Update: After some emailing back and forth, we can confirm that the slide that Intel's partner ASML presented at the IEDM conference is actually an altered version of what Intel presented for the September 2019 source. ASML added animations to the slide such that the bottom row of dates correspond to specific nodes, however at the time we didn't spot these animations (neither did it seem did the rest of the press). It should be noted that the correlation that ASML made to exact node names isn't so much a stretch of the imagination to piece together, however it has been requested that we also add the original Intel slide to provide context to what Intel is saying compared to what was presented by ASML. Some of the wording in the article has changed to reflect this. Our analysis is still relevant.

One of the interesting disclosures here at the IEEE International Electron Devices Meeting (IEDM) has been around new and upcoming process node technologies. Almost every session so far this week has covered 7nm, 5nm, and 3nm processes (as the industry calls them).  What we didn’t expect to see disclosed was an extended roadmap of Intel’s upcoming manufacturing processes. It should be noted that the slide presented at the conference by Intel's partner, ASML, was modified slightly from its original source.

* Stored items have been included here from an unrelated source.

//! Repository for the append-only `course_status_transitions` table.

use learnhub_core::types::DbId;
use sqlx::{PgExecutor, PgPool};

use crate::models::status_transition::{CreateStatusTransition, StatusTransition};

const COLUMNS: &str = "id, course_id, from_status, to_status, changed_by, reason, \
                        changed_at, created_at, updated_at";

pub struct StatusTransitionRepo;

impl StatusTransitionRepo {
    pub async fn create<'e, E>(
        executor: E,
        input: &CreateStatusTransition,
    ) -> Result<StatusTransition, sqlx::Error>
    where
        E: PgExecutor<'e>,
    {
        let query = format!(
            "INSERT INTO course_status_transitions (course_id, from_status, to_status, changed_by, reason)
             VALUES ($1, $2, $3, $4, $5)
             RETURNING {COLUMNS}"
        );
        sqlx::query_as::<_, StatusTransition>(&query)
            .bind(input.course_id)
            .bind(&input.from_status)
            .bind(&input.to_status)
            .bind(input.changed_by)
            .bind(&input.reason)
            .fetch_one(executor)
            .await
    }

    /// Transitions for a course in the order they happened.
    pub async fn list_by_course(
        pool: &PgPool,
        course_id: DbId,
    ) -> Result<Vec<StatusTransition>, sqlx::Error> {
        let query = format!(
            "SELECT {COLUMNS} FROM course_status_transitions
             WHERE course_id = $1
             ORDER BY changed_at, id"
        );
        sqlx::query_as::<_, StatusTransition>(&query)
            .bind(course_id)
            .fetch_all(pool)
            .await
    }
}
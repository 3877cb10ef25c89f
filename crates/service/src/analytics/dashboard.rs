//! Role dashboards. Each section is computed independently and falls back
//! to an empty value when its query fails.

use std::collections::HashMap;

use learnhub_core::access::{self, Principal};
use learnhub_core::analytics::{ScoreSummary, DASHBOARD_RECENT_LIMIT, REPORT_PASS_SCORE};
use learnhub_core::course::CourseStatus;
use learnhub_core::enrollment::EnrollmentStatus;
use learnhub_core::error::CoreError;
use learnhub_core::progress::{self, round2};
use learnhub_core::reports::{
    ActivityItem, AdminDashboard, AttemptTotals, CourseProgressSummary, CourseStatusCounts,
    EnrollmentCounts, InstructorCourseSummary, InstructorDashboard, InstructorTotals, NextTask,
    RecentCourse, RecentEnrollment, RoleCounts, StudentDashboard,
};
use learnhub_core::types::DbId;
use learnhub_db::models::course::{Course, CourseListParams};
use learnhub_db::repositories::{AnalyticsRepo, CourseRepo, EnrollmentRepo, ProgressRepo};

use super::student::completed_scores;
use super::{ensure_user_exists, section, PLATFORM_REPORT_ID};
use crate::cache::ReportKind;
use crate::error::ServiceResult;
use crate::state::EngineState;

// ---------------------------------------------------------------------------
// Student
// ---------------------------------------------------------------------------

pub async fn student_dashboard(
    state: &EngineState,
    requester: &Principal,
    user_id: DbId,
) -> ServiceResult<StudentDashboard> {
    access::require_progress_reader(requester, user_id)?;
    ensure_user_exists(state, user_id).await?;
    state
        .cache
        .get_or_compute(ReportKind::StudentDashboard, user_id, || {
            compute_student_dashboard(state, user_id)
        })
        .await
}

async fn compute_student_dashboard(
    state: &EngineState,
    user_id: DbId,
) -> ServiceResult<StudentDashboard> {
    Ok(StudentDashboard {
        user_id,
        enrollment_summary: section("enrollment_summary", enrollment_summary(state, user_id)).await,
        in_progress_courses: section("in_progress_courses", in_progress_courses(state, user_id))
            .await,
        recent_activity: section("recent_activity", recent_activity(state, user_id)).await,
        quiz_overview: section("quiz_overview", quiz_overview(state, user_id)).await,
        next_tasks: section("next_tasks", next_tasks(state, user_id)).await,
        generated_at: chrono::Utc::now(),
    })
}

async fn enrollment_summary(state: &EngineState, user_id: DbId) -> ServiceResult<EnrollmentCounts> {
    Ok(EnrollmentRepo::counts_for_user(&state.pool, user_id).await?.into())
}

async fn in_progress_courses(
    state: &EngineState,
    user_id: DbId,
) -> ServiceResult<Vec<CourseProgressSummary>> {
    let mut courses = Vec::new();
    for enrolment in EnrollmentRepo::list_for_user(&state.pool, user_id).await? {
        if EnrollmentStatus::from_str_value(&enrolment.status)? != EnrollmentStatus::Active {
            continue;
        }
        let counts = ProgressRepo::counts_for_course(&state.pool, user_id, enrolment.course_id).await?;
        courses.push(CourseProgressSummary {
            course_id: enrolment.course_id,
            title: enrolment.course_title,
            completion_percentage: progress::completion_percentage(counts.completed, counts.total),
        });
    }
    Ok(courses)
}

async fn recent_activity(state: &EngineState, user_id: DbId) -> ServiceResult<Vec<ActivityItem>> {
    Ok(AnalyticsRepo::user_activity(&state.pool, user_id)
        .await?
        .into_iter()
        .take(DASHBOARD_RECENT_LIMIT)
        .map(ActivityItem::from)
        .collect())
}

async fn quiz_overview(state: &EngineState, user_id: DbId) -> ServiceResult<ScoreSummary> {
    let attempts = AnalyticsRepo::user_attempts(&state.pool, user_id).await?;
    Ok(ScoreSummary::from_scores(&completed_scores(&attempts), REPORT_PASS_SCORE))
}

async fn next_tasks(state: &EngineState, user_id: DbId) -> ServiceResult<Vec<NextTask>> {
    Ok(AnalyticsRepo::next_tasks(&state.pool, user_id)
        .await?
        .into_iter()
        .map(NextTask::from)
        .collect())
}

// ---------------------------------------------------------------------------
// Instructor
// ---------------------------------------------------------------------------

/// Dashboard over the courses the requester created or teaches.
pub async fn instructor_dashboard(
    state: &EngineState,
    requester: &Principal,
) -> ServiceResult<InstructorDashboard> {
    access::require_instructor_or_admin(requester)?;
    let user_id = requester.user_id;
    state
        .cache
        .get_or_compute(ReportKind::InstructorDashboard, user_id, || {
            compute_instructor_dashboard(state, user_id)
        })
        .await
}

async fn compute_instructor_dashboard(
    state: &EngineState,
    user_id: DbId,
) -> ServiceResult<InstructorDashboard> {
    let courses = section("courses", taught_courses(state, user_id)).await;
    let ids: Vec<DbId> = courses.iter().map(|c| c.id).collect();

    Ok(InstructorDashboard {
        user_id,
        courses: section("course_summaries", course_summaries(state, &courses)).await,
        totals: section("totals", instructor_totals(state, &courses, &ids)).await,
        recent_enrollments: section("recent_enrollments", recent_enrollments(state, &ids)).await,
        generated_at: chrono::Utc::now(),
    })
}

async fn taught_courses(state: &EngineState, user_id: DbId) -> ServiceResult<Vec<Course>> {
    Ok(CourseRepo::list_taught_by(&state.pool, user_id).await?)
}

async fn course_summaries(
    state: &EngineState,
    courses: &[Course],
) -> ServiceResult<Vec<InstructorCourseSummary>> {
    let ids: Vec<DbId> = courses.iter().map(|c| c.id).collect();
    let counts: HashMap<DbId, EnrollmentCounts> =
        AnalyticsRepo::enrollment_counts_by_course(&state.pool, &ids)
            .await?
            .into_iter()
            .map(|row| {
                (
                    row.course_id,
                    EnrollmentCounts {
                        total: row.total,
                        active: row.active,
                        completed: row.completed,
                        dropped: row.dropped,
                    },
                )
            })
            .collect();
    let scores: HashMap<DbId, Option<f64>> = AnalyticsRepo::average_scores_by_course(&state.pool, &ids)
        .await?
        .into_iter()
        .map(|row| (row.course_id, row.average_score.map(round2)))
        .collect();

    Ok(courses
        .iter()
        .map(|course| InstructorCourseSummary {
            course_id: course.id,
            title: course.title.clone(),
            status: course.status.clone(),
            enrollments: counts.get(&course.id).copied().unwrap_or_default(),
            average_quiz_score: scores.get(&course.id).copied().flatten(),
        })
        .collect())
}

async fn instructor_totals(
    state: &EngineState,
    courses: &[Course],
    ids: &[DbId],
) -> ServiceResult<InstructorTotals> {
    let enrollments = AnalyticsRepo::enrollment_counts_by_course(&state.pool, ids)
        .await?
        .iter()
        .map(|row| row.total)
        .sum();
    let published_courses = courses
        .iter()
        .filter(|c| matches!(c.status(), Ok(CourseStatus::Published)))
        .count() as i64;

    Ok(InstructorTotals {
        courses: courses.len() as i64,
        published_courses,
        students: AnalyticsRepo::distinct_students(&state.pool, ids).await?,
        enrollments,
    })
}

async fn recent_enrollments(state: &EngineState, ids: &[DbId]) -> ServiceResult<Vec<RecentEnrollment>> {
    Ok(
        AnalyticsRepo::recent_enrollments(&state.pool, ids, DASHBOARD_RECENT_LIMIT as i64)
            .await?
            .into_iter()
            .map(RecentEnrollment::from)
            .collect(),
    )
}

// ---------------------------------------------------------------------------
// Admin
// ---------------------------------------------------------------------------

/// Platform-wide counts for administrators.
pub async fn admin_dashboard(
    state: &EngineState,
    requester: &Principal,
) -> ServiceResult<AdminDashboard> {
    if !access::is_admin(requester) {
        return Err(CoreError::Forbidden("Admin dashboard requires the admin role".into()).into());
    }
    state
        .cache
        .get_or_compute(ReportKind::AdminDashboard, PLATFORM_REPORT_ID, || {
            compute_admin_dashboard(state)
        })
        .await
}

async fn compute_admin_dashboard(state: &EngineState) -> ServiceResult<AdminDashboard> {
    Ok(AdminDashboard {
        users_by_role: section("users_by_role", role_counts(state)).await,
        courses_by_status: section("courses_by_status", course_status_counts(state)).await,
        enrollments: section("enrollments", platform_enrollments(state)).await,
        attempts: section("attempts", attempt_totals(state)).await,
        recent_courses: section("recent_courses", recent_courses(state)).await,
        generated_at: chrono::Utc::now(),
    })
}

async fn role_counts(state: &EngineState) -> ServiceResult<RoleCounts> {
    Ok(AnalyticsRepo::role_counts(&state.pool).await?.into())
}

async fn course_status_counts(state: &EngineState) -> ServiceResult<CourseStatusCounts> {
    Ok(AnalyticsRepo::course_status_counts(&state.pool).await?.into())
}

async fn platform_enrollments(state: &EngineState) -> ServiceResult<EnrollmentCounts> {
    Ok(EnrollmentRepo::counts(&state.pool, None).await?.into())
}

async fn attempt_totals(state: &EngineState) -> ServiceResult<AttemptTotals> {
    Ok(AnalyticsRepo::attempt_totals(&state.pool).await?.into())
}

async fn recent_courses(state: &EngineState) -> ServiceResult<Vec<RecentCourse>> {
    let params = CourseListParams {
        limit: Some(DASHBOARD_RECENT_LIMIT as i64),
        ..CourseListParams::default()
    };
    Ok(
        CourseRepo::list(&state.pool, access::CourseScope::All, &params)
            .await?
            .into_iter()
            .map(|c| RecentCourse {
                course_id: c.id,
                title: c.title,
                status: c.status,
                creator_id: c.creator_id,
                created_at: c.created_at,
            })
            .collect(),
    )
}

They say a slide is worth 1000 words. Here’s 1000 words on Intel's future.

 


Intel's slide, as presented in September

This is Intel's original slide, not detailing which nodes in which years. However, it should be easy enough to figure out that each one of the elements in the bottom row is the next process node along, otherwise the +/++ wouldn't make sense.

ASML applied these assumptions to the slide it presented at the IEDM keynote, but the company did not disclose that they had modified the slide.


Intel's slide with ASML's animations overlayed, as shown in the slide deck distributed by ASML

So let’s go through some key areas.

1.4nm in 2029

Intel expects to be on 2 year cadence with its manufacturing process node technology, starting with 10nm in 2019 and moving to 7nm EUV in 2021, then a fundamental new node in each of 2023, 2025, 2027, 2029. This final node is what ASML has dubbed '1.4nm'. This is the first mention on 1.4nm in the context of Intel on any Intel-related slide. For context, if that 1.4nm is indicative of any actual feature, would be the equivalent of 12 silicon atoms across.

It is perhaps worth noting that some of the talks at this year’s IEDM features dimensions on the order of 0.3nm with what are called ‘2D self-assembly’ materials, so something this low isn’t unheard of, but it is unheard of in silicon. Obviously there are many issues going that small that Intel (and its partners) will have to overcome.

+, ++, and Back Porting

In between each process node, as Intel has stated before, there will be iterative + and ++ versions of each in order to extract performance from each process node. The only exception to this is 10nm, which is already on 10+, so we will see 10++ and 10+++ in 2020 and 2021 respectively. Intel believes they can do this on a yearly cadence, but also have overlapping teams to ensure that one full process node can overlap with another.

The interesting element to these slides is the mention of back porting. This is the ability for a chip to be designed with one process node in mind, but perhaps due to delays, can be remade on an older ‘++’ version of a process node in the same timeframe. Despite Intel stating that they are disaggregating chip design from process node technology, at some point there has to be a commitment to a process node in order to start the layouts in silicon. At that point the process node procedure is kind of locked, especially when it goes to mask creation.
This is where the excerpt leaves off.